▸ **Provided information**:

"""

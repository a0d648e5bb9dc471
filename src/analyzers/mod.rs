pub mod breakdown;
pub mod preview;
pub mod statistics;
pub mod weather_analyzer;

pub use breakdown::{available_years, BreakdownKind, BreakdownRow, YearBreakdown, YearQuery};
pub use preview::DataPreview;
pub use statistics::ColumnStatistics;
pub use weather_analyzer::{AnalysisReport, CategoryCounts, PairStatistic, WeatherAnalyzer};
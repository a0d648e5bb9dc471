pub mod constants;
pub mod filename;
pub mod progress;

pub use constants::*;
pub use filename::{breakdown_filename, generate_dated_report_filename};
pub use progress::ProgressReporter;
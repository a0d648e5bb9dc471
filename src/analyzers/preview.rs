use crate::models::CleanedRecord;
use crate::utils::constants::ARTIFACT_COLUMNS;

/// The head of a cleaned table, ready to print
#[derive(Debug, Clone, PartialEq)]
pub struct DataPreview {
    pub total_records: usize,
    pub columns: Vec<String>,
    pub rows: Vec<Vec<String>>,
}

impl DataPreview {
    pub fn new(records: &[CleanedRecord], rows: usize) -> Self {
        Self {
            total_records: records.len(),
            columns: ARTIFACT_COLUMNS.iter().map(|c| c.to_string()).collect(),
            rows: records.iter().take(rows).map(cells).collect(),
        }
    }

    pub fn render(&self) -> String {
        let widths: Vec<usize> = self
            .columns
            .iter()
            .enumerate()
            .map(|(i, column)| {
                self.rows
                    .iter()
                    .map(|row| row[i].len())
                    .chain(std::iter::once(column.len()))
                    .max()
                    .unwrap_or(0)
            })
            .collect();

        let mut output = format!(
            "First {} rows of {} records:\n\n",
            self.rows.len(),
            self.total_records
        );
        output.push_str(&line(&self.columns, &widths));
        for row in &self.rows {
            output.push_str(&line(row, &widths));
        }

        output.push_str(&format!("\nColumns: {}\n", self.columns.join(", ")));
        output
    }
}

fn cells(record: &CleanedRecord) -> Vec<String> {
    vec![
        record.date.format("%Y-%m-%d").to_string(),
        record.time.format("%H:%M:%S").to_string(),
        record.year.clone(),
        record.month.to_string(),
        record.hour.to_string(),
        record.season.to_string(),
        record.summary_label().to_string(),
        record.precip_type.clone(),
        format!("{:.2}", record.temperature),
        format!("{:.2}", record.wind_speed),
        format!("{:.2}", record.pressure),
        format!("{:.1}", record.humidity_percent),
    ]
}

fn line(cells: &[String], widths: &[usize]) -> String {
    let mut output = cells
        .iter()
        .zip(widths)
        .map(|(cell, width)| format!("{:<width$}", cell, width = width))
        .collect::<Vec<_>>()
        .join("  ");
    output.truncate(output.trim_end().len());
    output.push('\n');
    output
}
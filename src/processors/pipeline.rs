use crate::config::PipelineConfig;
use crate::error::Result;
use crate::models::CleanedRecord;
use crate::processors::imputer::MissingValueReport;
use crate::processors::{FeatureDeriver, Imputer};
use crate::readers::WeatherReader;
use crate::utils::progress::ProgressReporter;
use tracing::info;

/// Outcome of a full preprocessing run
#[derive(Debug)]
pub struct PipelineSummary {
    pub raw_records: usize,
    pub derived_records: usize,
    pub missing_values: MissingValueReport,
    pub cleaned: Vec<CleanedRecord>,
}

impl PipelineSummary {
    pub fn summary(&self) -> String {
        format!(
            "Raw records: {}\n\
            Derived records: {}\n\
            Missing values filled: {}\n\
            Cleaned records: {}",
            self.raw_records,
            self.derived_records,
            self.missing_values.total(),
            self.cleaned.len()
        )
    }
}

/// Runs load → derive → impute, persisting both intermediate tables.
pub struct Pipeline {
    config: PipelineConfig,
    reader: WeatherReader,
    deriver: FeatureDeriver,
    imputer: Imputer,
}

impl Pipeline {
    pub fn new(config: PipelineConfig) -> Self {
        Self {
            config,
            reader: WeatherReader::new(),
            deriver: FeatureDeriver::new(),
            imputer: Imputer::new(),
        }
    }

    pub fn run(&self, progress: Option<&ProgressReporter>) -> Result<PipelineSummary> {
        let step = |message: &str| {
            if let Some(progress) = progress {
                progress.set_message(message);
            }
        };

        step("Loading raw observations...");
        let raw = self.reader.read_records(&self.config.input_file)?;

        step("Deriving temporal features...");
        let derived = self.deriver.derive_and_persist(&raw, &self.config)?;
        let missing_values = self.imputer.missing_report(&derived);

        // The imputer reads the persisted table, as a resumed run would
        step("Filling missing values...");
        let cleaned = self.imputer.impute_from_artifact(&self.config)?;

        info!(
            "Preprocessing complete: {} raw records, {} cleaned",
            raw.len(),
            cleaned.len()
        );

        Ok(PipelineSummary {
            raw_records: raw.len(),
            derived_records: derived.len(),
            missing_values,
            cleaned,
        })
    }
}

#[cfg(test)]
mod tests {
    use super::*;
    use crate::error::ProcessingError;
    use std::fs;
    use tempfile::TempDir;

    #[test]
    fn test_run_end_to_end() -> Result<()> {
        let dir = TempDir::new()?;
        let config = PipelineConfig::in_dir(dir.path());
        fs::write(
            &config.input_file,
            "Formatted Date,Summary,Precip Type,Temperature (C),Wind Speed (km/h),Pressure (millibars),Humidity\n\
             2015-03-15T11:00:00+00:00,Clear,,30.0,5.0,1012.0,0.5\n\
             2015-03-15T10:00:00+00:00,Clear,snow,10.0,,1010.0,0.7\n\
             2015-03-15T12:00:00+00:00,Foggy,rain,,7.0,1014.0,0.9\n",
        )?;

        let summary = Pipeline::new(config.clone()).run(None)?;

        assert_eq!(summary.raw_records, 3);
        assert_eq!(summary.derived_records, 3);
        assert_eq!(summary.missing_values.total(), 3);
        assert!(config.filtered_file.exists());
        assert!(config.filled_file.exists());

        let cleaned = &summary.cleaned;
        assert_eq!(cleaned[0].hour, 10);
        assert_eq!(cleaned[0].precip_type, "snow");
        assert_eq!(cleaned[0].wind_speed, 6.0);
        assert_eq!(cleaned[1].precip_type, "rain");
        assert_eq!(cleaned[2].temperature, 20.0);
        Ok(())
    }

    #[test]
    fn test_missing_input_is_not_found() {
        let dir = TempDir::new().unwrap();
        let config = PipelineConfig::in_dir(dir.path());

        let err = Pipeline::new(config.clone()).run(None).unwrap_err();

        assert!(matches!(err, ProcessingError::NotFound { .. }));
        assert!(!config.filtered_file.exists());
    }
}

"""

▸ **Task**:
Exactly the lines from the one with "assert_eq!(cleaned[0].wind_speed, 6.0);" through the last line of the listing above must make up your answer.

▸ **Solved exercise**:
        assert_eq!(cleaned[0].wind_speed, 6.0);
        assert_eq!(cleaned[1].precip_type, "rain");
        assert_eq!(cleaned[2].temperature, 20.0);
        Ok(())
    }

    #[test]
    fn test_missing_input_is_not_found() {
        let dir = TempDir::new().unwrap();
        let config = PipelineConfig::in_dir(dir.path());

        let err = Pipeline::new(config.clone()).run(None).unwrap_err();

        assert!(matches!(err, ProcessingError::NotFound { .. }));
        assert!(!config.filtered_file.exists());
    }
}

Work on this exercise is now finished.